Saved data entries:
== Segment start ==
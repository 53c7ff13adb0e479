// The drawing surface explosions render onto. In the browser this is the
// 2d context of a canvas, in tests it's a recorder.

use crate::color::Color;
use std::f64::consts::PI;
use std::ops::Deref;
use wasm_bindgen::JsValue;
use web_sys::CanvasRenderingContext2d;

/// A handle to a 2d surface with a canvas-style transform stack.
///
/// Methods take `&self` since the handle is shared between every explosion
/// drawing onto the same surface.
pub trait DrawTarget {
    type Error;

    fn save(&self);
    fn restore(&self);
    fn translate(&self, x: f64, y: f64) -> Result<(), Self::Error>;
    fn scale(&self, s: f64) -> Result<(), Self::Error>;
    fn begin_path(&self);
    /// Full circle around `(x, y)`.
    fn circle(&self, x: f64, y: f64, radius: f64) -> Result<(), Self::Error>;
    fn close_path(&self);
    fn set_fill_color(&self, color: &Color);
    fn fill(&self);
    fn clear(&self);
}

// Saves the target's state on creation and restores it when dropped,
// so an early return through `?` still leaves the transform untouched
pub struct SavedState<'a, T: DrawTarget + ?Sized> {
    target: &'a T,
}

impl<'a, T: DrawTarget + ?Sized> SavedState<'a, T> {
    pub fn new(target: &'a T) -> SavedState<'a, T> {
        target.save();
        SavedState { target }
    }
}

impl<'a, T: DrawTarget + ?Sized> Deref for SavedState<'a, T> {
    type Target = T;

    fn deref(&self) -> &T {
        self.target
    }
}

impl<'a, T: DrawTarget + ?Sized> Drop for SavedState<'a, T> {
    fn drop(&mut self) {
        self.target.restore();
    }
}

impl DrawTarget for CanvasRenderingContext2d {
    type Error = JsValue;

    fn save(&self) {
        CanvasRenderingContext2d::save(self);
    }

    fn restore(&self) {
        CanvasRenderingContext2d::restore(self);
    }

    fn translate(&self, x: f64, y: f64) -> Result<(), JsValue> {
        CanvasRenderingContext2d::translate(self, x, y)
    }

    fn scale(&self, s: f64) -> Result<(), JsValue> {
        CanvasRenderingContext2d::scale(self, s, s)
    }

    fn begin_path(&self) {
        CanvasRenderingContext2d::begin_path(self);
    }

    fn circle(&self, x: f64, y: f64, radius: f64) -> Result<(), JsValue> {
        self.arc_with_anticlockwise(x, y, radius, 0.0, PI * 2.0, true)
    }

    fn close_path(&self) {
        CanvasRenderingContext2d::close_path(self);
    }

    #[allow(deprecated)]
    fn set_fill_color(&self, color: &Color) {
        self.set_fill_style(&JsValue::from_str(&color.to_css()));
    }

    fn fill(&self) {
        CanvasRenderingContext2d::fill(self);
    }

    fn clear(&self) {
        if let Some(canvas) = self.canvas() {
            self.clear_rect(0.0, 0.0, canvas.width() as f64, canvas.height() as f64);
        }
    }
}
pub mod auth_ctx;

pub use auth_ctx::{Authenticated, IdentityError, verified_identity};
== Segment end ==
■ **Goal of the exercise**: Lines from the one with "type Error = JsValue;" through the end of the data: set these down exactly, including both ends and nothing more.

■ **Completed exercise**:
    type Error = JsValue;

    fn save(&self) {
        CanvasRenderingContext2d::save(self);
    }

    fn restore(&self) {
        CanvasRenderingContext2d::restore(self);
    }

    fn translate(&self, x: f64, y: f64) -> Result<(), JsValue> {
        CanvasRenderingContext2d::translate(self, x, y)
    }

    fn scale(&self, s: f64) -> Result<(), JsValue> {
        CanvasRenderingContext2d::scale(self, s, s)
    }

    fn begin_path(&self) {
        CanvasRenderingContext2d::begin_path(self);
    }

    fn circle(&self, x: f64, y: f64, radius: f64) -> Result<(), JsValue> {
        self.arc_with_anticlockwise(x, y, radius, 0.0, PI * 2.0, true)
    }

    fn close_path(&self) {
        CanvasRenderingContext2d::close_path(self);
    }

    #[allow(deprecated)]
    fn set_fill_color(&self, color: &Color) {
        self.set_fill_style(&JsValue::from_str(&color.to_css()));
    }

    fn fill(&self) {
        CanvasRenderingContext2d::fill(self);
    }

    fn clear(&self) {
        if let Some(canvas) = self.canvas() {
            self.clear_rect(0.0, 0.0, canvas.width() as f64, canvas.height() as f64);
        }
    }
}
pub mod auth_ctx;

pub use auth_ctx::{Authenticated, IdentityError, verified_identity};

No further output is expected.